1. Assess the likes and dislikes; give a favorite drink within the diet
2. Plan your fluid intake goals for each turn (eg, 1000 ml during the morning, afternoon 800 ml, and 200 ml of the evening)
3. Assess the individual's understanding of the reasons to maintain adequate hydration and methods for achieving goals fluid intake.
4. For children, offering:
a. Liquid forms an interesting (popsicle, chilled juices, ice cone)
b. Unusual Containers (colored cups, straws)
c. A game or activity (tell kids to drink when the time came for the child)
5. Encourage the individual to maintain a written report of fluid intake and urine output, if necessary.
6. Monitor input; make sure at least 1500 ml orally every 24 hours.
7. Monitor the output of; make sure at least 1000-1500 ml per 24 hours.
8. Monitor urine specific gravity
9. Measure your weight every day with the same kind of clothes, weight loss of 2% -4% indicates mild dehydration, 5% -9% moderate dehydration.

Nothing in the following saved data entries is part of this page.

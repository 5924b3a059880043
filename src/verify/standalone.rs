//! Verification outside of publication.
//!
//! Inputs are staged into a fresh temporary directory under the standard
//! snapshot file names and the directory is removed afterwards. Nothing
//! here touches a session store.

use std::path::Path;

use serde::{Deserialize, Serialize};
use serde_json::{json, Value};
use tempfile::TempDir;

use crate::certificate::{generate_certificate, CertificateInput, CERTIFICATE_FILE};
use crate::config::KernelConfig;
use crate::snapshot::{
    write_json_documents, SnapshotError, SnapshotResult, VerifierInputs, FACT_EXCLUSIONS_FILE,
    INCOMPATIBILITY_FILE, INFEASIBILITY_FILE, RULESET_FILE,
};

use super::verifiers::{verifier_for, LightweightVerifier, Verifier};
use super::{VerifyMode, VerifyResult};

/// Caller-supplied verifier documents, passed through untouched.
#[derive(Debug, Clone, PartialEq, Serialize, Deserialize)]
pub struct ArtifactDocuments {
    pub ruleset: Value,
    pub incompatibility: Value,
    pub infeasibility: Value,
    #[serde(default)]
    pub fact_exclusions: Option<Value>,
}

fn staging_dir() -> SnapshotResult<TempDir> {
    tempfile::Builder::new()
        .prefix("rulekernel-verify-")
        .tempdir()
        .map_err(|e| SnapshotError::io_error("Failed to create staging directory", e))
}

fn to_value(what: &str, value: &impl Serialize) -> SnapshotResult<Value> {
    serde_json::to_value(value).map_err(|e| SnapshotError::serialize_error(what, e))
}

/// Runs the lightweight verifier on `documents`.
///
/// A missing fact-exclusions document is staged as `{"groups": []}`.
pub fn verify_artifacts(
    config: &KernelConfig,
    documents: &ArtifactDocuments,
    timeout_seconds: f64,
) -> SnapshotResult<VerifyResult> {
    let staging = staging_dir()?;
    let exclusions = documents
        .fact_exclusions
        .clone()
        .unwrap_or_else(|| json!({ "groups": [] }));
    write_json_documents(
        staging.path(),
        &[
            (RULESET_FILE, &documents.ruleset),
            (INCOMPATIBILITY_FILE, &documents.incompatibility),
            (INFEASIBILITY_FILE, &documents.infeasibility),
            (FACT_EXCLUSIONS_FILE, &exclusions),
        ],
    )?;
    let verifier = LightweightVerifier::new(config.verify_command.clone());
    Ok(verifier.verify(staging.path(), timeout_seconds))
}

/// Re-verifies an existing snapshot directory without modifying it.
///
/// In certificate mode the certificate is regenerated from the snapshot's
/// documents.
pub fn verify_snapshot_dir(
    config: &KernelConfig,
    snapshot_dir: &Path,
    mode: VerifyMode,
    timeout_seconds: f64,
) -> SnapshotResult<VerifyResult> {
    let inputs = VerifierInputs::read_from_dir(snapshot_dir)?;
    let staging = staging_dir()?;
    let ruleset = to_value("ruleset", &inputs.ruleset)?;
    let incompatibility = to_value("incompatibility", &inputs.incompatibility)?;
    let infeasibility = to_value("infeasibility", &inputs.infeasibility)?;
    let exclusions = to_value("fact exclusions", &inputs.fact_exclusions)?;
    write_json_documents(
        staging.path(),
        &[
            (RULESET_FILE, &ruleset),
            (INCOMPATIBILITY_FILE, &incompatibility),
            (INFEASIBILITY_FILE, &infeasibility),
            (FACT_EXCLUSIONS_FILE, &exclusions),
        ],
    )?;
    if mode == VerifyMode::Certificate {
        let path = staging.path().join(CERTIFICATE_FILE);
        let source = generate_certificate(&CertificateInput::from(&inputs));
        std::fs::write(&path, source).map_err(|e| SnapshotError::io_error_at_path(&path, e))?;
    }
    Ok(verifier_for(mode, config).verify(staging.path(), timeout_seconds))
}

10. Teach that coffee, tea, and juice grapes cause diuresis and can increase fluid loss.
11. Consider additional fluid loss associated with vomiting, diarrhea, fever, drein hose.
12. Monitor blood electrolyte levels, blood urea nitrogen, urine and serum osmolality, creatinine, hematocrit, and hemoglobin.
13. For wound drainage:
a. Maintain accurate records on the number and type of drainage.
b. Weigh bandage, if necessary, to estimate fluid loss.
c. Dressing the wound to minimize fluid loss.